The roles that platelet MVs (PMVs), previously known as “platelet dust”, play in complementing the
various physiological functions of platelets are the subject of active research and clinical interest at
Nu-Vet Biologics. In vivo, PMVs can be released from platelets under normal physiological conditions
or as a result of activation, stress, or apoptosis. From a study of surface markers, PMVs are probably
the most abundant MVs in healthy subjects, accounting for 70%–90% of those circulating in the blood
[8], with a range of approximately 100–1000/µL. The remaining MVs are released by endothelial cells,
leucocytes, and red blood cells.
As PMVs can express functional receptors from platelet membranes and are platelet-based
nanoparticles, they are increasingly regarded as being instrumental in platelet–cell and cell–cell
communication. They contain bioactive molecules capable of transferring messages to neighboring or
target cells. As such, PMVs can potentially be a benefit to the cellular environment in a wound that is
interacting with the blood vasculature as they expose a procoagulant platelet surface and act as a
conveyer of a range of bioactive molecules, including growth factors and other signaling molecules,
and genetic materials, including miRNAs. Whereas PMVs can amplify the actions of activated
platelets and may have beneficial effects in enhancing vascular tissue repair and regeneration.
PMVs may have a function in development, angiogenesis, wound healing, and more generally in
tissue remodeling, possibly acting as naturally occurring liposome-like structures able to serve as
delivery carriers of growth factors to damaged cells and tissues. PMPs can indeed play a positive
role in endothelium tissue repair. The addition of PMVs to endothelial outgrowth cells (EOCs)
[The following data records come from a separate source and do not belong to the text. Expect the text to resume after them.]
//! Integration tests for the online-session monitor.

use axum::http::StatusCode;

use crate::helpers::{TestApp, text};

#[tokio::test]
async fn test_online_listing_requires_admin() {
    let app = TestApp::new(false);
    let bob = app.login("bob").await;

    let response = app
        .request("GET", "/api/monitor/online", None, Some(text(&bob, "access_token")))
        .await;
    assert_eq!(response.status, StatusCode::FORBIDDEN);
}

#[tokio::test]
async fn test_online_listing() {
    let app = TestApp::new(false);
    app.login("bob").await;
    let alice = app.login("alice").await;

    let response = app
        .request("GET", "/api/monitor/online", None, Some(text(&alice, "access_token")))
        .await;
    assert_eq!(response.status, StatusCode::OK);

    let data = &response.body["data"];
    assert_eq!(data["total"], 2);
    let sessions = data["sessions"].as_array().unwrap();
    assert!(sessions.iter().any(|s| s["principalName"] == "bob"));
    assert!(sessions.iter().all(|s| s["clientIp"] == "10.1.2.3"));
}

#[tokio::test]
async fn test_admin_forces_logout() {
    let app = TestApp::new(false);
    let bob = app.login("bob").await;
    let alice = app.login("alice").await;
    let admin_token = text(&alice, "access_token");

    let sessions = app.manager.list_sessions().await.unwrap();
    let bob_session = sessions
        .iter()
        .find(|s| s.principal_name == "bob")
        .unwrap()
        .access_token_id
        .clone();

    let path = format!("/api/monitor/online/{bob_session}");
    let response = app.request("DELETE", &path, None, Some(admin_token)).await;
    assert_eq!(response.status, StatusCode::OK);

    let response = app
        .request("GET", "/api/auth/me", None, Some(text(&bob, "access_token")))
        .await;
    assert_eq!(response.status, StatusCode::UNAUTHORIZED);
    assert_eq!(response.error_code(), "SESSION_NOT_FOUND");

    let response = app
        .request(
            "POST",
            "/api/auth/refresh",
            Some(serde_json::json!({ "refresh_token": text(&bob, "refresh_token") })),
            None,
        )
        .await;
    assert_eq!(response.error_code(), "USER_SESSION_STALE");

    let response = app.request("DELETE", &path, None, Some(admin_token)).await;
    assert_eq!(response.status, StatusCode::NOT_FOUND);
}
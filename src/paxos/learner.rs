use super::messages::*;
use super::{Ballot, QuorumSet};
use bytes::Bytes;
use std::collections::HashMap;

/// Tracking of the acceptances of a single ballot
#[derive(Debug)]
struct BallotStatus {
    /// Set of acceptors that have sent PHASE 2B for the ballot
    acceptors: QuorumSet,
    /// Value accepted in the ballot (the invariant is that all
    /// acceptors will send the same value for a given ballot)
    value: Bytes,
}

/// State machine for the learner
#[derive(Debug)]
enum LearnerState {
    /// The learner is waiting for PHASE 2B messages from the acceptors
    /// to meet quorum in any ballot
    AwaitQuorum {
        /// maps ballots to status (for quorum tracking). acceptors may
        /// accept in several ballots before one of them gathers a quorum
        ballots: HashMap<Ballot, BallotStatus>,
    },
    /// A final value has been chosen
    Final {
        /// Ballot that reached quorum, unknown when the decision came
        /// from a DECIDE message
        accepted: Option<Ballot>,
        /// Chosen value
        value: Bytes,
    },
}

/// A Paxos learner listens for PHASE 2B messages in order to determine
/// quorum for the final value. It may also take the word of a proposer
/// that sends a DECIDE message, which skips the quorum check and trusts
/// the proposer's own counting.
#[derive(Debug)]
pub struct Learner {
    /// state of the learner (AwaitQuorum or Final)
    state: LearnerState,
    /// Size of quorum
    quorum: usize,
    /// Whether DECIDE messages are taken at face value
    trust_decide: bool,
}

impl Learner {
    /// Creates a learner with the given quorum size.
    pub fn new(quorum: usize, trust_decide: bool) -> Learner {
        Learner {
            state: LearnerState::AwaitQuorum {
                ballots: HashMap::new(),
            },
            quorum,
            trust_decide,
        }
    }

    /// The decided value, if any
    pub fn decided(&self) -> Option<&Bytes> {
        match self.state {
            LearnerState::Final { ref value, .. } => Some(value),
            LearnerState::AwaitQuorum { .. } => None,
        }
    }

    /// Ballot that reached quorum, if known
    pub fn decided_ballot(&self) -> Option<Ballot> {
        match self.state {
            LearnerState::Final { accepted, .. } => accepted,
            LearnerState::AwaitQuorum { .. } => None,
        }
    }

    /// Handles PHASE 2B messages from acceptors. The value is returned only
    /// when the message completes the first quorum.
    pub fn receive_phase2b(&mut self, msg: Phase2B) -> Option<Bytes> {
        let Phase2B {
            acceptor,
            rnd,
            value,
        } = msg;

        let quorum = self.quorum;
        let resolved = match self.state {
            LearnerState::AwaitQuorum { ref mut ballots } => {
                let status = ballots.entry(rnd).or_insert_with(|| BallotStatus {
                    acceptors: QuorumSet::with_size(quorum),
                    value: value.clone(),
                });

                assert!(
                    status.value == value,
                    "Acceptor {} accepted a different value in {:?}",
                    acceptor,
                    rnd
                );

                if !status.acceptors.insert(acceptor) {
                    trace!("Ignoring repeated PHASE 2B from acceptor {}", acceptor);
                    return None;
                }
                trace!("Acceptor {} accepted {:?}", acceptor, rnd);

                if !status.acceptors.has_quorum() {
                    return None;
                }
                status.value.clone()
            }
            LearnerState::Final { ref value, .. } => {
                trace!("Already decided {:?}, ignoring PHASE 2B", value);
                return None;
            }
        };

        debug!("Quorum reached for Phase 2 {:?}", rnd);

        self.state = LearnerState::Final {
            accepted: Some(rnd),
            value: resolved.clone(),
        };
        Some(resolved)
    }

    /// Handles a DECIDE message from a proposer. Ignored unless the learner
    /// trusts proposers.
    pub fn receive_decide(&mut self, msg: Decide) -> Option<Bytes> {
        let Decide(value) = msg;

        if !self.trust_decide {
            trace!("Ignoring DECIDE, waiting for quorum of acceptors");
            return None;
        }

        if let LearnerState::Final { value: ref decided, .. } = self.state {
            if *decided != value {
                error!(
                    "DECIDE for {:?} contradicts decided value {:?}",
                    value, decided
                );
            }
            return None;
        }

        debug!("Decided by proposer");
        self.state = LearnerState::Final {
            accepted: None,
            value: value.clone(),
        };
        Some(value)
    }
}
enhanced their endothelial regeneration capacity in vivo by enhancing EOC recruitment, migration,
differentiation, and release of proangiogenic factors. PMVs may also induce the transformation of
peripheral blood monocytes into endothelial progenitor cells, with possible implications for
cardiovascular research. The constant presence of PMVs in the bloodstream has a physiologically
significant contribution to maintaining the function of a healthy endothelium. PMVs may also play a
role in the repair of myocardial muscle as intramyocardial injections induce a marked increase in the
amount of new capillaries following ischemia. Injection of PMVs has also been proposed to enhance
the effects of therapeutic angiogenesis for limb ischemia in atherosclerotic patients. Local application
of PMVs, that contain cytokines and growth factors that influence angiogenesis, may emerge as a
novel therapeutic strategy for targeting angiogenesis-related conditions. The regenerative role of
PMVs on hard tissue is suggested by a study showing that PMVs accelerate bone regeneration in
grafting applications, as evidenced by a 20 ~ 50-fold increased mitogenic response of human
trabecular bone-derived cells, thereby contributing to the regeneration of mineralized tissue.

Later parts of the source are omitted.